Floating for Grief and Emotional Wellbeing
Many people are now using float therapy for anxiety and depression; as a way of calming down and removing all of the distractions in life that can be over complicating what is going on in your mind.
The float pods have certainly prevented me from being post natally depressed again, whether its because I'm thinking about all of the elements of running the centre or that I get the chance to be in the beautiful water, alone every two weeks (wish it was more) my mind is definitely in a better position of rationalising everything coming my way.
Anyways... the point of this post was to do with (float therapy for grief and emotional wellbeing and) my ever longing to see my dad one last time, to find out his thoughts on Brexit (he'd have a lot) is he impressed that I've taught Leo some Latin plant names, does he go round like a ghost, does he chill out with Geoff Hamilton of Gardeners World fame, has he met James Gandolfini? oh my god the list is endless I could talk to him all day.
What I remembered in a recent float was that my dad was a terrible swimmer but he absolutely loved floating and would always say if he got swept out to sea he'd just float and never tread water...funny how I've built a centre with the ultimate in floatation device but he will never see it.
So many things you forget about a person after a year but when you get to 12 years it takes real time to pick out those things that were common traits and even more so if the end was particularly bad and weren't themselves. The sound of someone's voice is very hard to bring back if you have no sound clips and obviously their smell you will struggle to remember.
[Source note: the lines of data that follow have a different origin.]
impl Orchestrator {
    /// Create an orchestrator over shared agent handles.
    pub fn new(
        registry: Arc<AgentRegistry>,
        monitor: Arc<HealthMonitor>,
        validator: Arc<Validator>,
        config: OrchestratorConfig,
    ) -> Self {
        Self {
            registry,
            monitor,
            validator,
            legacy: None,
            comparisons: ComparisonHistory::new(config.comparison_history),
            config,
            stats: Mutex::new(OrchestratorStats::default()),
        }
    }

    /// Attach the single-path analyzer used by legacy, shadow, comparison and
    /// fallback modes.
    pub fn with_legacy(mut self, legacy: Arc<dyn LegacyAnalyzer>) -> Self {
        self.legacy = Some(legacy);
        self
    }

    /// Agent registry.
    pub fn registry(&self) -> &Arc<AgentRegistry> {
        &self.registry
    }

    /// Health monitor wrapping every agent call.
    pub fn monitor(&self) -> &Arc<HealthMonitor> {
        &self.monitor
    }

    /// Finding validator.
    pub fn validator(&self) -> &Arc<Validator> {
        &self.validator
    }

    /// Active configuration.
    pub fn config(&self) -> &OrchestratorConfig {
        &self.config
    }

    /// Snapshot of the counters.
    pub fn stats(&self) -> OrchestratorStats {
        self.stats.lock().clone()
    }

    /// Recent comparison records.
    pub fn comparisons(&self) -> &ComparisonHistory {
        &self.comparisons
    }

    /// Analyze using the configured mode.
    pub async fn analyze(&self, ctx: &ExecutionContext) -> WardenResult<ModeOutput> {
        self.analyze_with_mode(ctx, self.config.mode).await
    }

    /// Analyze using an explicit mode.
    pub async fn analyze_with_mode(
        &self,
        ctx: &ExecutionContext,
        mode: ExecutionMode,
    ) -> WardenResult<ModeOutput> {
        let started = Instant::now();
        info!(run = %ctx.run_id, mode = %mode, "Orchestrator: starting analysis");
        self.stats.lock().total_runs += 1;

        let output = self.run_mode(ctx, mode).await;

        let mut stats = self.stats.lock();
        match &output {
            Ok(out) => {
                *stats.successes.entry(mode.as_str().to_string()).or_default() += 1;
                if let ModeOutput::Result(result) = out {
                    if result.is_fallback() {
                        stats.fallbacks += 1;
                    }
                }
                info!(
                    run = %ctx.run_id,
                    mode = %mode,
                    duration_ms = started.elapsed().as_millis() as u64,
                    "Orchestrator: analysis complete"
                );
            }
            Err(e) => {
                stats.failures += 1;
                warn!(run = %ctx.run_id, mode = %mode, error = %e, "Orchestrator: analysis failed");
            }
        }
        output
    }

    async fn run_mode(&self, ctx: &ExecutionContext, mode: ExecutionMode) -> WardenResult<ModeOutput> {
        let report = self.validator.validate_input(ctx);
        if !report.is_valid() {
            return Err(WardenError::Validation(report.error_summary()));
        }
        let ctx = self.validator.sanitize_context(ctx);

        match mode {
            ExecutionMode::Direct => Ok(ModeOutput::Result(self.run_direct(&ctx).await?)),
            ExecutionMode::Legacy => Ok(ModeOutput::Result(self.run_legacy(&ctx).await?)),
            ExecutionMode::Shadow => {
                let (legacy, direct) = tokio::join!(self.run_legacy(&ctx), self.run_direct(&ctx));
                let legacy = legacy?;
                match direct {
                    Ok(direct) => {
                        self.record_comparison(&ctx, &legacy, &direct);
                    }
                    Err(e) => {
                        warn!(run = %ctx.run_id, error = %e, "Shadow direct path failed");
                    }
                }
                Ok(ModeOutput::Result(legacy.with_mode(ExecutionMode::Shadow)))
            }
            ExecutionMode::Comparison => {
                let (legacy, direct) = tokio::join!(self.run_legacy(&ctx), self.run_direct(&ctx));
                let record = self.record_comparison(&ctx, &legacy?, &direct?);
                Ok(ModeOutput::Comparison(record))
            }
            ExecutionMode::DirectWithFallback => {
                let reason = match self.run_direct(&ctx).await {
                    Ok(result) => {
                        let report = self.validator.validate_result_document(&result.to_document());
                        if report.is_valid() {
                            return Ok(ModeOutput::Result(
                                result.with_mode(ExecutionMode::DirectWithFallback),
                            ));
                        }
                        format!("output schema validation failed: {}", report.error_summary())
                    }
                    Err(e) => e.to_string(),
                };
                warn!(run = %ctx.run_id, reason = %reason, "Falling back to legacy analyzer");
                let legacy = self.run_legacy(&ctx).await.map_err(|e| {
                    WardenError::Orchestrator(format!(
                        "direct path failed ({reason}) and fallback failed ({e})"
                    ))
                })?;
                Ok(ModeOutput::Result(
                    legacy
                        .with_mode(ExecutionMode::DirectWithFallback)
                        .with_fallback(reason),
                ))
            }
        }
    }

    fn record_comparison(
        &self,
        ctx: &ExecutionContext,
        legacy: &AnalysisResult,
        direct: &AnalysisResult,
    ) -> ComparisonRecord {
        let record =
            ComparisonRecord::compare(ctx.run_id, legacy, direct, self.config.comparison_thresholds());
        if record.alert {
            warn!(
                run = %ctx.run_id,
                similarity = record.severity_similarity,
                count_delta = record.count_delta,
                "Legacy and direct results diverge"
            );
        } else {
            debug!(run = %ctx.run_id, similarity = record.severity_similarity, "Comparison recorded");
        }
        self.comparisons.push(record.clone());
        record
    }

    fn selected_agents(&self) -> Vec<AgentHandle> {
        if self.config.enabled_agents.is_empty() {
            self.registry.default_enabled()
        } else {
            self.registry.list_enabled(&self.config.enabled_agents)
        }
    }

    /// Run the selected agents and aggregate their findings.
    pub async fn run_direct(&self, ctx: &ExecutionContext) -> WardenResult<AnalysisResult> {
        let handles = self.selected_agents();
        if handles.is_empty() {
            return Err(WardenError::Orchestrator("no agents selected".into()));
        }

        let runs: Vec<AgentRun> = if self.config.sequential {
            let mut runs = Vec::with_capacity(handles.len());
            for handle in &handles {
                runs.push(self.run_agent(handle, ctx).await);
            }
            runs
        } else {
            join_all(handles.iter().map(|h| self.run_agent(h, ctx))).await
        };

        let attempted: Vec<&AgentRun> = runs
            .iter()
            .filter(|r| r.provenance.status != AgentRunStatus::Skipped)
            .collect();
        if !attempted.is_empty()
            && attempted
                .iter()
                .all(|r| r.provenance.status == AgentRunStatus::Failed)
        {
            let detail = attempted
                .iter()
                .map(|r| {
                    format!(
                        "{}: {}",
                        r.provenance.agent,
                        r.provenance.error.as_deref().unwrap_or("unknown error")
                    )
                })
                .collect::<Vec<_>>()
                .join("; ");
            return Err(WardenError::Orchestrator(format!(
                "all {} agents failed: {detail}",
                attempted.len()
            )));
        }

        let mut provenance = Vec::with_capacity(runs.len());
        let mut findings = Vec::new();
        for run in runs {
            provenance.push(run.provenance);
            findings.extend(run.findings);
        }
        Ok(self.aggregate(findings, provenance, ExecutionMode::Direct))
    }

    /// Run only the single-path analyzer.
    pub async fn run_legacy(&self, ctx: &ExecutionContext) -> WardenResult<AnalysisResult> {
        let legacy = self
            .legacy
            .as_ref()
            .ok_or_else(|| WardenError::Orchestrator("no legacy analyzer configured".into()))?;
        let started = Instant::now();
        let findings = legacy.analyze(ctx).await?;
        let provenance = AgentProvenance {
            agent: legacy.name().to_string(),
            version: legacy.version().to_string(),
            status: AgentRunStatus::Succeeded,
            findings: findings.len(),
            duration_ms: started.elapsed().as_millis() as u64,
            error: None,
        };
        Ok(self.aggregate(findings, vec![provenance], ExecutionMode::Legacy))
    }

    fn aggregate(
        &self,
        findings: Vec<Finding>,
        provenance: Vec<AgentProvenance>,
        mode: ExecutionMode,
    ) -> AnalysisResult {
        let validated = self.validator.validate_findings(findings);
        warn_rejected(None, &validated.report);
        let mut result = AnalysisResult::from_findings(validated.findings, provenance, mode);
        result.summary.redactions = validated.report.redactions;
        result.summary.duplicates_removed = validated.report.duplicates_removed;
        result
    }

    async fn run_agent(&self, handle: &AgentHandle, ctx: &ExecutionContext) -> AgentRun {
        let descriptor = handle.descriptor();
        let mut provenance = AgentProvenance {
            agent: descriptor.name.clone(),
            version: descriptor.version.clone(),
            status: AgentRunStatus::Succeeded,
            findings: 0,
            duration_ms: 0,
            error: None,
        };

        if let Err(e) = descriptor.requirements.check(&descriptor.name, ctx) {
            debug!(agent = %descriptor.name, reason = %e, "Agent skipped");
            provenance.status = AgentRunStatus::Skipped;
            provenance.error = Some(e.to_string());
            return AgentRun {
                provenance,
                findings: Vec::new(),
            };
        }

        let started = Instant::now();
        let result = self.monitor.execute(&self.registry, handle, ctx).await;
        provenance.duration_ms = started.elapsed().as_millis() as u64;
        match result {
            Ok(findings) => {
                provenance.findings = findings.len();
                AgentRun {
                    provenance,
                    findings,
                }
            }
            Err(e) => {
                warn!(agent = %descriptor.name, error = %e, "Agent failed");
                provenance.status = if matches!(e, WardenError::ContextRequirement { .. }) {
                    AgentRunStatus::Skipped
                } else {
                    AgentRunStatus::Failed
                };
                provenance.error = Some(e.to_string());
                AgentRun {
                    provenance,
                    findings: Vec::new(),
                }
            }
        }
    }
}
But very weirdly my last float which was sometime last week...I entered another float paralysis (I love this because I really zone out). My mind completely lets go in this state and my body is so comfortable, I lay like a frog with my hands above my head.
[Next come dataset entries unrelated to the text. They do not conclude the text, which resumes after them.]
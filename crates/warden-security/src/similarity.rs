//! Text similarity for near-duplicate detection.

/// Lowercase, replace punctuation with spaces, and collapse whitespace.
pub fn normalize(text: &str) -> String {
    let mapped: String = text
        .chars()
        .map(|c| {
            if c.is_alphanumeric() {
                c.to_lowercase().next().unwrap_or(c)
            } else {
                ' '
            }
        })
        .collect();
    mapped.split_whitespace().collect::<Vec<_>>().join(" ")
}

/// Ratcliff/Obershelp similarity of the normalized texts, in `[0, 1]`.
///
/// `2 * M / T` where `M` is the number of characters covered by recursively
/// matched longest common substrings and `T` the total length of both texts.
/// Two empty texts are identical.
pub fn similarity_ratio(a: &str, b: &str) -> f64 {
    let a: Vec<char> = normalize(a).chars().collect();
    let b: Vec<char> = normalize(b).chars().collect();
    let total = a.len() + b.len();
    if total == 0 {
        return 1.0;
    }
    let matched = matching_chars(&a, &b);
    2.0 * matched as f64 / total as f64
}

fn matching_chars(a: &[char], b: &[char]) -> usize {
    // Explicit stack instead of recursion; long descriptions can split many times.
    let mut stack = vec![(0usize, a.len(), 0usize, b.len())];
    let mut matched = 0;
    while let Some((a_lo, a_hi, b_lo, b_hi)) = stack.pop() {
        if a_lo >= a_hi || b_lo >= b_hi {
            continue;
        }
        let (i, j, len) = longest_common_substring(&a[a_lo..a_hi], &b[b_lo..b_hi]);
        if len == 0 {
            continue;
        }
        matched += len;
        stack.push((a_lo, a_lo + i, b_lo, b_lo + j));
        stack.push((a_lo + i + len, a_hi, b_lo + j + len, b_hi));
    }
    matched
}

/// Returns `(start_in_a, start_in_b, length)`; earliest match wins ties.
fn longest_common_substring(a: &[char], b: &[char]) -> (usize, usize, usize) {
    let mut best = (0, 0, 0);
    let mut prev = vec![0usize; b.len() + 1];
    let mut curr = vec![0usize; b.len() + 1];
    for (i, ca) in a.iter().enumerate() {
        for (j, cb) in b.iter().enumerate() {
            curr[j + 1] = if ca == cb { prev[j] + 1 } else { 0 };
            if curr[j + 1] > best.2 {
                best = (i + 1 - curr[j + 1], j + 1 - curr[j + 1], curr[j + 1]);
            }
        }
        std::mem::swap(&mut prev, &mut curr);
    }
    best
}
Somewhere amongst the lucid dreams my dad was there but he didn't come to see me, he was in the distance with someone else and I couldn't get closer, I don't think it was meant to be my time for a convo, he was with Delroy.
The one lasting memory from that hour long float is that he told him he was proud of him and what he had achieved. Maybe my subconscious is saying tell your husband more often how much you rate him or maybe, it was a message needing to be passed on.
Whatever the lucid dreams are you should take note.
Your brain is so incredible when its allowed to work to its full potential, when your senses shut down in the darkness and silence there is a whole new world to enter. I must confess it is now one of my favourite things to do, to be able to process the muddle is priceless. Floatation therapy can often inspire clear thinking, as many of the stimuli of daily life fade away to be replaced by a feeling of overall calmness. Face your fears, worries, and emotions, looking in from a more removed perspective without the need to “hold it together.”
The grieving process is frequently a time of many complex and conflicting emotions, including sadness, anger, disbelief, and anxiety about potential future losses and how you can carry on with your life. Getting an alternate perspective on these emotions is often the key to accepting the loss.
I hope when you float here at Oxford Floatation Centre you feel able to reach an enhanced relaxed state.